Stored data entries:
<<<<
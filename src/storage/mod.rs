//! Database file locations and the one-time legacy migration.
//!
//! Migration is an explicit step invoked from `main` at startup, never a
//! side effect of loading this module.

use anyhow::{Context, Result};
use std::path::{Path, PathBuf};

const APP_DIR: &str = "yt-whisper";
const DB_FILE: &str = "transcriptions.db";

/// Platform-specific path of the transcript database, creating the parent
/// directory if needed:
/// - Linux:   ~/.local/share/yt-whisper/transcriptions.db
/// - macOS:   ~/Library/Application Support/yt-whisper/transcriptions.db
/// - Windows: %APPDATA%\yt-whisper\transcriptions.db
pub fn default_db_path() -> Result<PathBuf> {
    let data_dir = dirs::data_dir().context("Could not determine data directory")?;
    let app_dir = data_dir.join(APP_DIR);
    fs_err::create_dir_all(&app_dir)?;
    Ok(app_dir.join(DB_FILE))
}

/// Location of the pre-0.1 database
fn legacy_db_path() -> Option<PathBuf> {
    dirs::home_dir().map(|home| home.join(".yt-whisper").join("logs.db"))
}

/// Copy the legacy database (~/.yt-whisper/logs.db) into the platform data
/// directory if it has not been migrated yet. The legacy file is preserved.
/// Returns true when a copy actually happened.
pub fn migrate_legacy_database() -> Result<bool> {
    let Some(legacy) = legacy_db_path() else {
        return Ok(false);
    };

    let data_dir = dirs::data_dir().context("Could not determine data directory")?;
    let target = data_dir.join(APP_DIR).join(DB_FILE);

    migrate_between(&legacy, &target)
}

fn migrate_between(legacy: &Path, target: &Path) -> Result<bool> {
    if !legacy.exists() || target.exists() {
        return Ok(false);
    }

    if let Some(parent) = target.parent() {
        fs_err::create_dir_all(parent)?;
    }

    fs_err::copy(legacy, target).context("Failed to copy legacy database")?;
    tracing::info!(
        "Migrated legacy database from {} to {}",
        legacy.display(),
        target.display()
    );

    Ok(true)
}

#[cfg(test)]
mod tests {
    use super::*;
    use tempfile::TempDir;

    #[test]
    fn test_migrates_when_target_absent() {
        let temp = TempDir::new().unwrap();
        let legacy = temp.path().join("legacy").join("logs.db");
        let target = temp.path().join("data").join("transcriptions.db");
        fs_err::create_dir_all(legacy.parent().unwrap()).unwrap();
        fs_err::write(&legacy, b"legacy data").unwrap();

        assert!(migrate_between(&legacy, &target).unwrap());
        assert_eq!(fs_err::read(&target).unwrap(), b"legacy data");
        // Original preserved
        assert!(legacy.exists());
    }

    #[test]
    fn test_skips_when_target_exists() {
        let temp = TempDir::new().unwrap();
        let legacy = temp.path().join("logs.db");
        let target = temp.path().join("transcriptions.db");
        fs_err::write(&legacy, b"legacy data").unwrap();
        fs_err::write(&target, b"current data").unwrap();

        assert!(!migrate_between(&legacy, &target).unwrap());
        assert_eq!(fs_err::read(&target).unwrap(), b"current data");
    }

    #[test]
    fn test_skips_when_no_legacy_file() {
        let temp = TempDir::new().unwrap();
        let legacy = temp.path().join("logs.db");
        let target = temp.path().join("transcriptions.db");

        assert!(!migrate_between(&legacy, &target).unwrap());
        assert!(!target.exists());
    }
}
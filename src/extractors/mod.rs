use async_trait::async_trait;
use std::path::Path;

pub mod youtube;

pub use youtube::{audio_file_name, extract_video_id, info_file_name, YtDlpDownloader};

use crate::Result;

/// Trait for tools that fetch a video's audio track into a working directory
#[cfg_attr(test, mockall::automock)]
#[async_trait]
pub trait MediaDownloader: Send + Sync {
    /// Download the audio for `video_id` into `work_dir`, producing the
    /// deterministic `ytw_audio_<id>.mp3` file and its `.info.json`
    /// metadata sidecar.
    async fn download_audio(&self, video_id: &str, work_dir: &Path) -> Result<()>;
}
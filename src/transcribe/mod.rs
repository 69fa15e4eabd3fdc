use anyhow::{Context, Result};
use async_trait::async_trait;
use indicatif::{ProgressBar, ProgressStyle};
use serde::{Deserialize, Serialize};
use serde_json::Value;
use std::path::{Path, PathBuf};
use tempfile::TempDir;

use crate::config::Config;
use crate::extractors::{self, MediaDownloader, YtDlpDownloader};
use crate::YtWhisperError;

pub mod whisper;

pub use whisper::WhisperTranscriber;

/// One transcribed video, as persisted in the local store
#[derive(Debug, Clone, PartialEq, Serialize, Deserialize)]
pub struct VideoRecord {
    /// YouTube video ID
    pub id: String,

    /// Original URL the ID was extracted from
    pub url: String,

    pub title: String,

    pub channel: String,

    pub author: String,

    /// Upload date as reported by the platform (YYYYMMDD), stored verbatim
    pub upload_date: String,

    /// Duration in seconds
    pub duration: i64,

    pub description: String,

    /// Full transcription text
    pub transcription: String,

    /// UTC timestamp of the pipeline run, YYYY-MM-DDTHH:MM:SSZ
    pub created_at: String,
}

/// Descriptive fields pulled from the yt-dlp info sidecar
#[derive(Debug, Clone)]
pub struct VideoMetadata {
    pub title: String,
    pub channel: String,
    pub author: String,
    pub upload_date: String,
    pub duration: i64,
    pub description: String,
}

impl Default for VideoMetadata {
    fn default() -> Self {
        Self {
            title: "Unknown Title".to_string(),
            channel: "Unknown Channel".to_string(),
            author: "Unknown Author".to_string(),
            upload_date: "Unknown Date".to_string(),
            duration: 0,
            description: String::new(),
        }
    }
}

/// Trait for speech-to-text tools that write a transcript file for an audio file
#[cfg_attr(test, mockall::automock)]
#[async_trait]
pub trait Transcriber: Send + Sync {
    /// Transcribe `audio_path`, writing the line-oriented transcript text to
    /// `transcript_path`.
    async fn transcribe(&self, audio_path: &Path, transcript_path: &Path) -> Result<()>;
}

/// Main transcription pipeline: download audio, read metadata, transcribe
pub struct TranscriptionPipeline {
    downloader: Box<dyn MediaDownloader>,
    transcriber: Box<dyn Transcriber>,
}

impl TranscriptionPipeline {
    /// Create a pipeline backed by the configured external tools
    pub fn new(config: &Config) -> Self {
        Self {
            downloader: Box::new(YtDlpDownloader::new(config.tools.yt_dlp_path.clone())),
            transcriber: Box::new(WhisperTranscriber::new(config.tools.whisper_path.clone())),
        }
    }

    /// Create a pipeline with explicit tool implementations
    pub fn with_tools(
        downloader: Box<dyn MediaDownloader>,
        transcriber: Box<dyn Transcriber>,
    ) -> Self {
        Self {
            downloader,
            transcriber,
        }
    }

    /// Run the full download -> metadata -> transcribe pipeline for a URL.
    ///
    /// All working files live in a scoped temporary directory that is removed
    /// on every exit path, success or failure. A record is only returned on
    /// full success; nothing partial ever escapes this function.
    pub async fn run(&self, url: &str, force: bool) -> Result<VideoRecord> {
        let video_id = extractors::extract_video_id(url)
            .ok_or_else(|| YtWhisperError::InvalidUrl(url.to_string()))?;

        let temp_dir = TempDir::new().context("Failed to create temporary directory")?;
        tracing::debug!("Created temporary directory: {}", temp_dir.path().display());

        let audio_path = self
            .download_stage(&video_id, temp_dir.path(), force)
            .await?;

        let info_path = temp_dir.path().join(extractors::info_file_name(&video_id));
        let metadata = extract_metadata(&info_path);

        let transcription = self
            .transcription_stage(&audio_path, temp_dir.path())
            .await?;

        Ok(VideoRecord {
            id: video_id,
            url: url.to_string(),
            title: metadata.title,
            channel: metadata.channel,
            author: metadata.author,
            upload_date: metadata.upload_date,
            duration: metadata.duration,
            description: metadata.description,
            transcription,
            created_at: chrono::Utc::now().format("%Y-%m-%dT%H:%M:%SZ").to_string(),
        })
    }

    /// Download the audio unless it is already present at the deterministic
    /// path and `force` is false.
    async fn download_stage(&self, video_id: &str, work_dir: &Path, force: bool) -> Result<PathBuf> {
        let audio_path = work_dir.join(extractors::audio_file_name(video_id));

        if audio_path.exists() && !force {
            tracing::info!("Using existing audio file: {}", audio_path.display());
            return Ok(audio_path);
        }

        tracing::info!("Downloading audio from YouTube (ID: {})", video_id);
        let progress = spinner("Downloading audio with yt-dlp...");
        self.downloader.download_audio(video_id, work_dir).await?;
        progress.finish_with_message("Download complete");

        Ok(audio_path)
    }

    /// Run the transcriber and read the transcript file back
    async fn transcription_stage(&self, audio_path: &Path, work_dir: &Path) -> Result<String> {
        // The ID is recovered from the audio filename rather than threaded through
        let video_id = video_id_from_audio_path(audio_path);
        let transcript_path = work_dir.join(format!("ytw_transcript_{video_id}.txt"));

        tracing::info!("Running Whisper transcription on {}", audio_path.display());
        let progress = spinner("Transcribing with Whisper...");
        self.transcriber
            .transcribe(audio_path, &transcript_path)
            .await?;
        progress.finish_with_message("Transcription complete");

        let transcription = fs_err::read_to_string(&transcript_path)
            .context("Failed to read transcript file")?;

        Ok(transcription)
    }
}

/// Read descriptive fields from the info sidecar, substituting fixed defaults
/// when the file is missing or unparsable. Never fails the pipeline.
pub fn extract_metadata(info_path: &Path) -> VideoMetadata {
    match read_metadata(info_path) {
        Ok(metadata) => metadata,
        Err(e) => {
            tracing::warn!("Error extracting metadata: {} (using defaults)", e);
            VideoMetadata::default()
        }
    }
}

fn read_metadata(info_path: &Path) -> Result<VideoMetadata> {
    let content = fs_err::read_to_string(info_path)?;
    let data: Value = serde_json::from_str(&content)?;

    let author = data["uploader"]
        .as_str()
        .or_else(|| data["channel"].as_str())
        .unwrap_or("Unknown Author")
        .to_string();

    Ok(VideoMetadata {
        title: data["title"].as_str().unwrap_or("Unknown Title").to_string(),
        channel: data["channel"]
            .as_str()
            .unwrap_or("Unknown Channel")
            .to_string(),
        author,
        upload_date: data["upload_date"]
            .as_str()
            .unwrap_or("Unknown Date")
            .to_string(),
        duration: data["duration"].as_i64().unwrap_or(0),
        description: data["description"].as_str().unwrap_or("").to_string(),
    })
}

/// Recover the video ID from a `ytw_audio_<id>.mp3` path
fn video_id_from_audio_path(audio_path: &Path) -> String {
    audio_path
        .file_stem()
        .and_then(|stem| stem.to_str())
        .and_then(|stem| stem.strip_prefix("ytw_audio_"))
        .unwrap_or_default()
        .to_string()
}

fn spinner(message: &str) -> ProgressBar {
    let progress = ProgressBar::new_spinner();
    progress.set_style(
        ProgressStyle::default_spinner()
            .template("{spinner:.green} [{elapsed_precise}] {msg}")
            .unwrap(),
    );
    progress.set_message(message.to_string());
    progress
}
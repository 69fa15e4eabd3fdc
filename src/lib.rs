//! yt-whisper - Download and transcribe YouTube videos using Whisper
//!
//! This library wires together two external tools: yt-dlp for audio extraction
//! and the Whisper CLI for speech-to-text. Results are cached in a local SQLite
//! store keyed by YouTube video ID so a video is only ever transcribed once.

pub mod cli;
pub mod config;
pub mod extractors;
pub mod output;
pub mod storage;
pub mod store;
pub mod transcribe;
pub mod utils;

pub use cli::{Cli, Commands};
pub use config::Config;
pub use extractors::{extract_video_id, MediaDownloader};
pub use store::TranscriptStore;
pub use transcribe::{TranscriptionPipeline, VideoRecord};

/// Result type used throughout the library
pub type Result<T> = anyhow::Result<T>;

/// Error types specific to yt-whisper
#[derive(thiserror::Error, Debug)]
pub enum YtWhisperError {
    #[error("Could not extract YouTube ID from URL: {0}")]
    InvalidUrl(String),

    #[error("{0} is not installed or not found on PATH")]
    ToolMissing(String),

    #[error("Audio download failed: {0}")]
    DownloadFailed(String),

    #[error("Transcription failed: {0}")]
    TranscriptionFailed(String),

    #[error("Storage error: {0}")]
    Storage(String),
}
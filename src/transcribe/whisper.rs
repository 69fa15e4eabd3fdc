use async_trait::async_trait;
use std::path::Path;
use std::process::Stdio;
use tokio::process::Command;

use super::Transcriber;
use crate::{Result, YtWhisperError};

/// Speech-to-text using the Whisper command-line tool
pub struct WhisperTranscriber {
    whisper_path: String,
}

impl WhisperTranscriber {
    pub fn new(whisper_path: impl Into<String>) -> Self {
        Self {
            whisper_path: whisper_path.into(),
        }
    }
}

#[async_trait]
impl Transcriber for WhisperTranscriber {
    async fn transcribe(&self, audio_path: &Path, transcript_path: &Path) -> Result<()> {
        tracing::debug!("Invoking Whisper on {}", audio_path.display());

        let result = Command::new(&self.whisper_path)
            .arg("-f")
            .arg(audio_path)
            .stdout(Stdio::piped())
            .stderr(Stdio::piped())
            .output()
            .await;

        let output = match result {
            Ok(output) => output,
            Err(e) if e.kind() == std::io::ErrorKind::NotFound => {
                return Err(YtWhisperError::ToolMissing(self.whisper_path.clone()).into());
            }
            Err(e) => return Err(e.into()),
        };

        if !output.status.success() {
            let stderr = String::from_utf8_lossy(&output.stderr);
            return Err(YtWhisperError::TranscriptionFailed(stderr.trim().to_string()).into());
        }

        // Whisper prints the line-oriented transcript on stdout; capture it
        // verbatim at the deterministic transcript path.
        fs_err::write(transcript_path, &output.stdout)?;

        Ok(())
    }
}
>>>>
→ WHAT THE EXERCISE ASKS
Wherever a line contains the string "title", copy that line from the data.

→ RESULT OF THIS EXERCISE
    pub title: String,
    pub title: String,
            title: "Unknown Title".to_string(),
            title: metadata.title,
        title: data["title"].as_str().unwrap_or("Unknown Title").to_string(),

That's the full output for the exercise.